Elaine Cheris

Personal information
- Full name: Elaine Gayle Cheris
- Born: January 8, 1946 Dothan, Alabama, U.S.
- Died: August 19, 2026 (aged 80) Denver, Colorado, U.S.
- Height: 5 ft 7.5 in (171.5 cm)
- Weight: 121 lb (55 kg)

Sport
- Country: USA
- Sport: Fencing
- Events: Foil and epee

Medal record
Representing United States
Pan American Games
| Gold medal – first place | 1987 Indianapolis | Team foil |
| Gold medal – first place | 1991 Havana | Team épée |

= Elaine Cheris =

American fencer (1946–2026)

Elaine Gayle Cheris (January 8, 1946 – August 19, 2026) was an American Olympic foil and épée fencer.

==Background==
Cheris was born in Dothan, Alabama, on January 8, 1946, and was Jewish. She earned a BS in Physical Education and Sports Psychology at Troy University, where she competed on the men's track team, in 1971. She married Sam David Cheris, a lawyer, in 1980.

Cheris died on August 19, 2026, at the age of 80.

==Fencing career==
Cheris began fencing at 29 years of age. She was working at the time as the assistant athletic director at a Jewish Community Center in New Haven, Connecticut, where she put together a fencing program and decided to try the sport. In 1979 she quit her job to train for the Olympic tryouts.

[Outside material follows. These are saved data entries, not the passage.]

//! Credit Economy Economics Module
//!
//! Pure arithmetic and configuration for the credit economy:
//! - Economy policy (commission, exchange rate, cooldowns, chat rate, media limits)
//! - Commission split between creator and platform
//! - Chat metering and payout pricing

pub mod policy;
pub mod pricing;
pub mod split;

pub use policy::{EconomyPolicy, PolicyError, PolicyHandle};
pub use pricing::{PayoutQuote, PriceCalculator};
pub use split::{split_sale, CommissionSplit};

/// Economic constants
pub mod constants {
    /// Fixed-point resolution of the commission rate (parts per billion)
    pub const COMMISSION_SCALE: u64 = 1_000_000_000;

    /// Characters per chat pricing bucket
    pub const CHAT_CHARS_PER_BUCKET: u64 = 1_000;

    /// Platform commission on content sales (50%)
    pub const DEFAULT_COMMISSION: f64 = 0.50;

    /// Currency value of one credit
    pub const DEFAULT_CREDIT_RATE: f64 = 0.10;

    /// Minimum time between withdrawal requests
    pub const DEFAULT_WITHDRAWAL_COOLDOWN_HOURS: u64 = 24;

    /// Credits charged per 1000 chat characters
    pub const DEFAULT_CHAT_RATE_PER_1000_CHARS: u64 = 50;

    pub const DEFAULT_MAX_IMAGES: u32 = 10;
    pub const DEFAULT_MAX_VIDEOS: u32 = 3;

    /// Credits granted per rewarded ad
    pub const REWARD_CREDITS: u64 = 10;

    /// Starting balance of an unauthenticated chat session
    pub const GUEST_STARTING_CREDITS: u64 = 100;
}

#[cfg(test)]
mod tests {
    use super::*;

    #[test]
    fn test_module_constants() {
        assert_eq!(constants::COMMISSION_SCALE, 1_000_000_000);
        assert_eq!(constants::CHAT_CHARS_PER_BUCKET, 1_000);
        assert!(constants::DEFAULT_COMMISSION < 1.0);
    }
}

She qualified for the 1980 U.S. Olympic team, but did not compete due to the U.S. Olympic Committee's boycott of the 1980 Summer Olympics in Moscow, Russia. She was one of 461 athletes to receive a Congressional Gold Medal instead.

Cheris did compete for the United States in the 1988 Summer Olympics in Seoul in foil at the age of 42 (she was knocked out by Italian silver medalist Laura Chiesa, 15–13), and in the 1996 Summer Olympics in Atlanta in épée at the age of 50 (the second-oldest female US Olympic fencer ever, after Maxine Mitchell). Cheris was an alternate in the 2000 Summer Olympics in Sydney, having missed making the team by one touch.

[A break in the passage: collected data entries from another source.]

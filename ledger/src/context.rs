//! Shared handles every engine is built from

use chrono::{DateTime, Utc};
use credit_core::{Clock, LedgerStore, StoreResult};
use economics::{EconomyPolicy, PolicyHandle};
use std::future::Future;
use std::sync::Arc;

use crate::retry::{with_retry, RetryPolicy};
use crate::Result;

#[derive(Clone)]
pub struct EngineContext {
    pub store: Arc<dyn LedgerStore>,
    pub policy: PolicyHandle,
    pub clock: Arc<dyn Clock>,
    pub retry: RetryPolicy,
}

impl EngineContext {
    pub fn new(store: Arc<dyn LedgerStore>, policy: PolicyHandle, clock: Arc<dyn Clock>) -> Self {
        Self {
            store,
            policy,
            clock,
            retry: RetryPolicy::default(),
        }
    }

    pub fn now(&self) -> DateTime<Utc> {
        self.clock.now()
    }

    pub fn policy(&self) -> EconomyPolicy {
        self.policy.snapshot()
    }

    /// Run a store call under this context's timeout and retry policy
    pub async fn call<T, F, Fut>(&self, op: &str, call: F) -> Result<T>
    where
        F: FnMut() -> Fut,
        Fut: Future<Output = StoreResult<T>>,
    {
        with_retry(&self.retry, op, call).await
    }
}
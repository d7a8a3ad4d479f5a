//! Wall-clock source for the engines
//!
//! Cooldowns and renewal dates are computed against a `Clock` so tests can
//! move time explicitly instead of sleeping.

use chrono::{DateTime, Duration, Utc};
use parking_lot::Mutex;

pub trait Clock: Send + Sync {
    fn now(&self) -> DateTime<Utc>;
}

#[derive(Debug, Default, Clone, Copy)]
pub struct SystemClock;

impl Clock for SystemClock {
    fn now(&self) -> DateTime<Utc> {
        Utc::now()
    }
}

/// Settable clock for tests and simulations
#[derive(Debug)]
pub struct ManualClock {
    now: Mutex<DateTime<Utc>>,
}

impl ManualClock {
    pub fn new(start: DateTime<Utc>) -> Self {
        Self {
            now: Mutex::new(start),
        }
    }

    pub fn set(&self, at: DateTime<Utc>) {
        *self.now.lock() = at;
    }

    pub fn advance(&self, by: Duration) {
        let mut now = self.now.lock();
        *now += by;
    }
}

impl Clock for ManualClock {
    fn now(&self) -> DateTime<Utc> {
        *self.now.lock()
    }
}

#[cfg(test)]
mod tests {
    use super::*;

    #[test]
    fn test_manual_clock_advances() {
        let start = Utc::now();
        let clock = ManualClock::new(start);
        clock.advance(Duration::hours(2));
        assert_eq!(clock.now(), start + Duration::hours(2));

        clock.set(start);
        assert_eq!(clock.now(), start);
    }
}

She won an individual silver medal and a team gold medal at the 1981 Maccabiah Games. At the end of the 1985 season, she was the number 1 US female foil fencer at age 39. She won a gold medal in team foil at the 1987 Pan American Games, and a gold medal in team épée at the 1991 Pan American Games.

Cheris was inducted into the Colorado Sports Hall of Fame in 1983. In 1993, the Fédération Internationale d'Escrime awarded her its Gold Medal of Honor.

She founded the fencing club the Cheyenne Fencing Society and Modern Pentathlon Center of Denver in Denver, Colorado. Cheris has authored Fencing: Steps to Success (2002), which is a step-by-step teaching method.